Tag Archives: Grok

Elon Musk’s AI Image Chatbot Runs Amok



The latest edition of Elon Musk’s AI chatbot Grok debuted a new image generation tool on Wednesday that lacked most of the safety guardrails that have become standard within the artificial intelligence industry, The Guardian reported.

Grok’s new feature, which is currently limited to paid subscribers of X, led to a flood of bizarre, offensive AI-generated images of political figures and celebrities on the social network formerly known as Twitter.

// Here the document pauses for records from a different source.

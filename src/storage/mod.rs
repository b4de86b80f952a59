//! Pluggable sinks for named payloads.
//!
//! Every sink implements [`Transport`]. The three built-ins are registered in
//! a [`TransportRegistry`] and picked with a [`TransportSelector`]; callers
//! can also hand in their own sink, including a plain async closure through
//! [`transport_fn`].

pub mod cookie;
pub mod database;
pub mod local;

use async_trait::async_trait;
use std::collections::HashMap;
use std::fmt;
use std::future::Future;
use std::sync::Arc;

use crate::settings_manager::Settings;

pub use cookie::{CookieContext, CookieTransport, FileCookieContext, MemoryCookieContext};
pub use database::{DatabaseLocation, DatabaseTransport};
pub use local::LocalStorageTransport;

/// Prefix for cookie and local key-value storage keys.
pub const NAMESPACE: &str = "EZFingerprint";

/// Record name used when the caller does not pick one.
pub const DEFAULT_RECORD_NAME: &str = "default";

pub const COOKIE_TRANSPORT: &str = "cookie";
pub const LOCAL_TRANSPORT: &str = "local";
pub const DATABASE_TRANSPORT: &str = "database";

/// `<namespace>-<name>`
pub fn storage_key(name: &str) -> String {
  format!("{NAMESPACE}-{name}")
}

#[derive(Debug, thiserror::Error)]
pub enum StorageError {
  #[error("IO error: {0}")]
  Io(#[from] std::io::Error),

  #[error("Invalid stored JSON: {0}")]
  Json(#[from] serde_json::Error),

  #[error("Database error: {0}")]
  Database(#[from] rusqlite::Error),

  #[error("Cookie error: {0}")]
  Cookie(String),

  #[error("Background storage task failed: {0}")]
  Task(#[from] tokio::task::JoinError),

  #[error("Storage lock poisoned")]
  LockPoisoned,

  #[error("Transport {0} cannot read records back")]
  ReadUnsupported(String),

  #[error("{0}")]
  Custom(String),
}

impl StorageError {
  pub fn custom(message: impl Into<String>) -> Self {
    Self::Custom(message.into())
  }

  pub fn cookie(message: impl Into<String>) -> Self {
    Self::Cookie(message.into())
  }
}

/// A sink for one named payload.
///
/// `store` overwrites whatever was stored under `name` before.
#[async_trait]
pub trait Transport: Send + Sync {
  /// Short label used in logs.
  fn label(&self) -> &str {
    "custom"
  }

  async fn store(&self, name: &str, payload: &str) -> Result<(), StorageError>;

  /// Read a record back. Write-only sinks keep the default.
  async fn load(&self, name: &str) -> Result<Option<String>, StorageError> {
    let _ = name;
    Err(StorageError::ReadUnsupported(self.label().to_string()))
  }
}

/// Adapter turning an async closure into a [`Transport`].
pub struct FnTransport<F> {
  f: F,
}

#[async_trait]
impl<F, Fut> Transport for FnTransport<F>
where
  F: Fn(String, String) -> Fut + Send + Sync,
  Fut: Future<Output = Result<(), StorageError>> + Send,
{
  async fn store(&self, name: &str, payload: &str) -> Result<(), StorageError> {
    (self.f)(name.to_string(), payload.to_string()).await
  }
}

/// Wrap `f` so it can be used wherever a transport is expected.
pub fn transport_fn<F, Fut>(f: F) -> Arc<dyn Transport>
where
  F: Fn(String, String) -> Fut + Send + Sync + 'static,
  Fut: Future<Output = Result<(), StorageError>> + Send + 'static,
{
  Arc::new(FnTransport { f })
}

/// How a caller picks the sink for one write.
#[derive(Clone, Default)]
pub enum TransportSelector {
  /// The registry's default, the cookie transport unless configured.
  #[default]
  Default,
  /// A registered name. Unknown names resolve to the cookie transport.
  Named(String),
  Custom(Arc<dyn Transport>),
}

impl fmt::Debug for TransportSelector {
  fn fmt(&self, f: &mut fmt::Formatter<'_>) -> fmt::Result {
    match self {
      Self::Default => f.write_str("Default"),
      Self::Named(name) => f.debug_tuple("Named").field(name).finish(),
      Self::Custom(transport) => f.debug_tuple("Custom").field(&transport.label()).finish(),
    }
  }
}

impl From<&str> for TransportSelector {
  fn from(name: &str) -> Self {
    Self::Named(name.to_string())
  }
}

impl From<String> for TransportSelector {
  fn from(name: String) -> Self {
    Self::Named(name)
  }
}

impl From<Option<String>> for TransportSelector {
  fn from(name: Option<String>) -> Self {
    name.map(Self::Named).unwrap_or_default()
  }
}

impl From<Arc<dyn Transport>> for TransportSelector {
  fn from(transport: Arc<dyn Transport>) -> Self {
    Self::Custom(transport)
  }
}

/// Lookup table of named transports with the cookie transport as fallback.
#[derive(Clone)]
pub struct TransportRegistry {
  transports: HashMap<String, Arc<dyn Transport>>,
  cookie: Arc<dyn Transport>,
  default_name: Option<String>,
}

impl TransportRegistry {
  /// A registry holding only the cookie transport.
  pub fn new(cookie: Arc<dyn Transport>) -> Self {
    let mut transports = HashMap::new();
    transports.insert(COOKIE_TRANSPORT.to_string(), cookie.clone());
    Self {
      transports,
      cookie,
      default_name: None,
    }
  }

  /// Register the three built-ins under their names and the browser-style
  /// aliases `localStorage` and `indexedDB`.
  pub fn with_builtins(
    cookie: Arc<dyn Transport>,
    local: Arc<dyn Transport>,
    database: Arc<dyn Transport>,
  ) -> Self {
    let mut registry = Self::new(cookie);
    registry.register(LOCAL_TRANSPORT, local.clone());
    registry.register("localStorage", local);
    registry.register(DATABASE_TRANSPORT, database.clone());
    registry.register("indexedDB", database);
    registry
  }

  /// File-backed built-ins at the locations named in `settings`.
  pub fn from_settings(settings: &Settings) -> Self {
    let cookie = CookieTransport::new(Arc::new(FileCookieContext::new(settings.cookie_jar_path())))
      .with_expiry_days(settings.cookie_expiry_days);
    let local = LocalStorageTransport::new(settings.local_storage_path());
    let database = DatabaseTransport::new(DatabaseLocation::File(settings.database_path()));

    let mut registry = Self::with_builtins(Arc::new(cookie), Arc::new(local), Arc::new(database));
    if let Some(name) = &settings.default_transport {
      registry = registry.with_default(name.clone());
    }
    registry
  }

  /// Name resolved for [`TransportSelector::Default`].
  pub fn with_default(mut self, name: impl Into<String>) -> Self {
    self.default_name = Some(name.into());
    self
  }

  pub fn register(&mut self, name: impl Into<String>, transport: Arc<dyn Transport>) {
    self.transports.insert(name.into(), transport);
  }

  pub fn names(&self) -> Vec<String> {
    let mut names: Vec<String> = self.transports.keys().cloned().collect();
    names.sort();
    names
  }

  pub fn resolve(&self, selector: &TransportSelector) -> Arc<dyn Transport> {
    match selector {
      TransportSelector::Custom(transport) => transport.clone(),
      TransportSelector::Named(name) => self.lookup(name),
      TransportSelector::Default => match &self.default_name {
        Some(name) => self.lookup(name),
        None => self.cookie.clone(),
      },
    }
  }

  fn lookup(&self, name: &str) -> Arc<dyn Transport> {
    match self.transports.get(name) {
      Some(transport) => transport.clone(),
      None => {
        log::debug!("unknown transport {name:?}, falling back to cookie");
        self.cookie.clone()
      }
    }
  }
}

The Image generator can produce a variety of images that similar AI tools like OpenAI’s ChatGPT have blocked for violating rules on misinformation and abuse. 

In prompts and images reviewed by The Guardian, Grok’s output included representations of Donald Trump flying a plane into the World Trade Center buildings and the prophet Muhammad holding a bomb, as well as depictions of Taylor Swift, Kamala Harris and Alexandria Ocasio-Cortez in lingerie — all women who are already frequent targets for online harassment.

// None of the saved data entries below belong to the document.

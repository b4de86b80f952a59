//! Device fingerprinting: probe the environment, assemble a record, digest
//! it, and persist the digest (or the full record) through a pluggable
//! transport. A small header normalizer covers the server side.

pub mod app_dirs;
pub mod error;
pub mod fingerprint;
pub mod hash;
pub mod persist;
pub mod probe;
pub mod server;
pub mod settings_manager;
pub mod storage;

pub use error::{FingerprintError, Result};
pub use fingerprint::types::{
  Fingerprint, FingerprintOptions, HardwareFingerprint, MediaDevice, ProbeGroup,
  ScreenFingerprint, SoftwareFingerprint, VideoCard,
};
pub use fingerprint::Fingerprinter;
pub use hash::{canonical_json, hash_fingerprint};
pub use persist::{Persistence, StoreOptions, StoredRecord};
pub use probe::{CapabilitySnapshot, HostPlatform, Platform, ProbeError, SnapshotPlatform};
pub use server::{normalize_headers, parse_accept_language, NormalizedRequest};
pub use settings_manager::{Settings, SettingsManager};
pub use storage::{
  transport_fn, StorageError, Transport, TransportRegistry, TransportSelector, NAMESPACE,
};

ChatGPT, by contrast, rejects such prompts that involve copyrighted characters, as most other AI visualizers including ChatGPT do. Grok produced images of Mickey Mouse saluting Adolf Hitler and Donald Duck using heroin, for example. Disney did not return a request for comment.

TechCrunch reported Elon Musk’s Grok released a new AI image generation feature on Tuesday night that, just like the AI chatbot, has very few safeguards.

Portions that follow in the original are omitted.